# Sample Conversation

In [69]:
import json
train_conversations_path = './data/train_set/train_set_ALL.json'
PREFIX_E = 'http://www.wikidata.org/entity/'

# load training set
with open(train_conversations_path, "r") as data:
    conversations = json.load(data)
print("%d conversations loaded"%len(conversations))

6720 conversations loaded


In [115]:
# load a sample conversation as a sequence of entities
conversation = conversations[4]
question = conversation['questions'][0]['question']
print(question)

entities = []
seed_entity = conversation['seed_entity']
entities.append(PREFIX_E + seed_entity.split('/')[-1])
print(seed_entity)
print('\n')

n_questions = len(conversation['questions'])
for i in range(n_questions):
    question = conversation['questions'][i]['question']
    print(question)
    
    answer = conversation['questions'][i]['answer']
    # consider only answers which are entities
    if ('www.wikidata.org' in answer): 
        print(answer)
        entity = PREFIX_E + answer.split('/')[-1]
        entities.append(entity)

print('\n')    
print("%d questions %d answer-entities"%(n_questions, len(entities)-1))

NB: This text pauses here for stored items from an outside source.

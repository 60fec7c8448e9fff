//! HTTP client for the headless CMS object store.

use std::sync::Arc;
use std::time::{Duration, Instant};

use async_trait::async_trait;
use chrono::{DateTime, Utc};
use serde::Deserialize;
use tokio::sync::Mutex;

use crate::repository::{ContentError, ContentRepository};
use crate::types::{ContentKind, ContentMetadata, ContentObject};

/// Minimum interval between CMS requests
const RATE_LIMIT_INTERVAL_MS: u64 = 200;

/// Request timeout for CMS calls
const REQUEST_TIMEOUT_SECS: u64 = 30;

// ============================================================================
// Rate Limiter
// ============================================================================

/// Simple rate limiter for the CMS API
struct RateLimiter {
    last_request: Mutex<Instant>,
    interval: Duration,
}

impl RateLimiter {
    fn new(interval_ms: u64) -> Self {
        Self {
            last_request: Mutex::new(
                Instant::now()
                    .checked_sub(Duration::from_millis(interval_ms))
                    .unwrap_or_else(Instant::now),
            ),
            interval: Duration::from_millis(interval_ms),
        }
    }

    async fn wait(&self) {
        let mut last = self.last_request.lock().await;
        let elapsed = last.elapsed();
        if elapsed < self.interval {
            tokio::time::sleep(self.interval - elapsed).await;
        }
        *last = Instant::now();
    }
}

// ============================================================================
// Content Client
// ============================================================================

/// Wire shape of a content object before metadata typing
#[derive(Debug, Deserialize)]
struct RawObject {
    id: String,
    slug: String,
    title: String,
    created_at: DateTime<Utc>,
    modified_at: DateTime<Utc>,
    #[serde(default)]
    metadata: serde_json::Value,
}

#[derive(Debug, Deserialize)]
struct ObjectListResponse {
    #[serde(default)]
    objects: Vec<RawObject>,
}

#[derive(Debug, Deserialize)]
struct SingleObjectResponse {
    object: RawObject,
}

/// CMS API client
pub struct ContentClient {
    base_url: String,
    bucket: String,
    read_key: String,
    client: reqwest::Client,
    rate_limiter: Arc<RateLimiter>,
}

impl ContentClient {
    /// Create a new content client
    ///
    /// # Arguments
    /// * `base_url` - API root, e.g. `https://api.cosmicjs.com/v3`
    /// * `bucket` - bucket slug identifying the content store
    /// * `read_key` - read-only API key
    ///
    /// # Errors
    ///
    /// Returns an error if the HTTP client cannot be created
    pub fn new(base_url: &str, bucket: &str, read_key: &str) -> Result<Self, ContentError> {
        let client = reqwest::Client::builder()
            .timeout(Duration::from_secs(REQUEST_TIMEOUT_SECS))
            .build()?;

        Ok(Self {
            base_url: base_url.trim_end_matches('/').to_string(),
            bucket: bucket.to_string(),
            read_key: read_key.to_string(),
            client,
            rate_limiter: Arc::new(RateLimiter::new(RATE_LIMIT_INTERVAL_MS)),
        })
    }

    fn objects_url(&self) -> String {
        format!("{}/buckets/{}/objects", self.base_url, self.bucket)
    }

    /// Make a rate-limited GET request. A 404 maps to `Ok(None)`; any other
    /// non-success status is a `ContentError::Api`.
    async fn get<T: for<'de> Deserialize<'de>>(
        &self,
        url: &str,
        query: &[(&str, &str)],
    ) -> Result<Option<T>, ContentError> {
        self.rate_limiter.wait().await;

        log::debug!("GET {url}");

        let response = self
            .client
            .get(url)
            .query(&[("read_key", self.read_key.as_str())])
            .query(query)
            .send()
            .await?;

        let status = response.status();
        if status == reqwest::StatusCode::NOT_FOUND {
            return Ok(None);
        }
        if !status.is_success() {
            let body = response.text().await.unwrap_or_default();
            return Err(ContentError::Api {
                status: status.as_u16(),
                body,
            });
        }

        let parsed = response.json().await?;
        Ok(Some(parsed))
    }

    /// Convert a wire object into a typed `ContentObject`, or `None` when
    /// its metadata does not decode for the requested kind.
    fn convert_object(kind: ContentKind, raw: RawObject) -> Option<ContentObject> {
        match ContentMetadata::from_value(kind, raw.metadata) {
            Ok(metadata) => Some(ContentObject {
                id: raw.id,
                slug: raw.slug,
                title: raw.title,
                kind,
                created_at: raw.created_at,
                modified_at: raw.modified_at,
                metadata,
            }),
            Err(e) => {
                log::warn!("Skipping malformed {kind} object: {e}");
                None
            }
        }
    }

    async fn find_with_query(
        &self,
        kind: ContentKind,
        extra_query: &[(&str, &str)],
    ) -> Result<Vec<ContentObject>, ContentError> {
        let mut query = vec![("type", kind.api_name())];
        query.extend_from_slice(extra_query);

        let response: Option<ObjectListResponse> = self.get(&self.objects_url(), &query).await?;

        let objects = response
            .map(|r| r.objects)
            .unwrap_or_default()
            .into_iter()
            .filter_map(|raw| Self::convert_object(kind, raw))
            .collect();

        Ok(objects)
    }
}

#[async_trait]
impl ContentRepository for ContentClient {
    async fn find(&self, kind: ContentKind) -> Result<Vec<ContentObject>, ContentError> {
        self.find_with_query(kind, &[]).await
    }

    async fn find_one(
        &self,
        kind: ContentKind,
        slug: &str,
    ) -> Result<Option<ContentObject>, ContentError> {
        let url = format!("{}/{}", self.objects_url(), slug);
        let response: Option<SingleObjectResponse> =
            self.get(&url, &[("type", kind.api_name())]).await?;

        Ok(response.and_then(|r| Self::convert_object(kind, r.object)))
    }

    async fn find_projects_by_student(
        &self,
        student_id: &str,
    ) -> Result<Vec<ContentObject>, ContentError> {
        self.find_with_query(
            ContentKind::StudyProjects,
            &[("metadata.student_owner", student_id)],
        )
        .await
    }
}

#[cfg(test)]
mod tests {
    use super::*;
    use serde_json::json;

    #[test]
    fn test_convert_object_skips_malformed_metadata() {
        let raw: RawObject = serde_json::from_value(json!({
            "id": "1",
            "slug": "bad-note",
            "title": "Bad note",
            "created_at": "2024-01-01T00:00:00Z",
            "modified_at": "2024-01-01T00:00:00Z",
            "metadata": {"note_title": ["not", "a", "string"]}
        }))
        .unwrap();

        assert!(ContentClient::convert_object(ContentKind::Notes, raw).is_none());
    }

    #[test]
    fn test_convert_object_defaults_missing_metadata() {
        let raw: RawObject = serde_json::from_value(json!({
            "id": "1",
            "slug": "algebra-basics",
            "title": "Algebra Basics",
            "created_at": "2024-01-01T00:00:00Z",
            "modified_at": "2024-02-01T00:00:00Z"
        }))
        .unwrap();

        let object = ContentClient::convert_object(ContentKind::StudyMaterials, raw).unwrap();
        assert_eq!(object.slug, "algebra-basics");
        match object.metadata {
            ContentMetadata::Material(m) => assert!(m.subject.is_none()),
            other => panic!("expected material metadata, got {other:?}"),
        }
    }
}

# intermediate entities: Karen Carpenter https://www.wikidata.org/wiki/Q1250861
# TODO retrieve relations between these entities

Which famous author wrote the fantasy book series Harry Potter?
https://www.wikidata.org/wiki/Q8337


Which famous author wrote the fantasy book series Harry Potter?
https://www.wikidata.org/wiki/Q34660
Which book was the first one written?
https://www.wikidata.org/wiki/Q43361
What novel was the final one?
https://www.wikidata.org/wiki/Q46758
What character joins Harry Potter after being saved by him?
https://www.wikidata.org/wiki/Q174009
The series consists of which amount of books?


5 questions 4 answer-entities


# Retrieve Relations

In [116]:
# load KG
from hdt import HDTDocument, TripleComponentRole
from settings import *

hdt_file = 'wikidata2018_09_11.hdt'
kg = HDTDocument(hdt_path+hdt_file)

max_triples = 50000
offset = 0

In [117]:
# look up entity ids in the KG
matched_entity_ids = []
for entity in entities:
    matched_entity_ids.append(kg.string_to_global_id(entity, TripleComponentRole.OBJECT))
print(matched_entity_ids)

[50438799, 25203200, 34545680, 38167359, 7397250]


In [118]:
# retrieve relevant subgraph
subgraph = kg.compute_hops(matched_entity_ids, max_triples, offset)
entity_ids, predicate_ids, adjacencies = subgraph

n_entities = len(entity_ids)
n_relations = len(predicate_ids)

assert n_relations == len(adjacencies)

print("Subgraph with %d entities and %d relation types"%(n_entities, n_relations))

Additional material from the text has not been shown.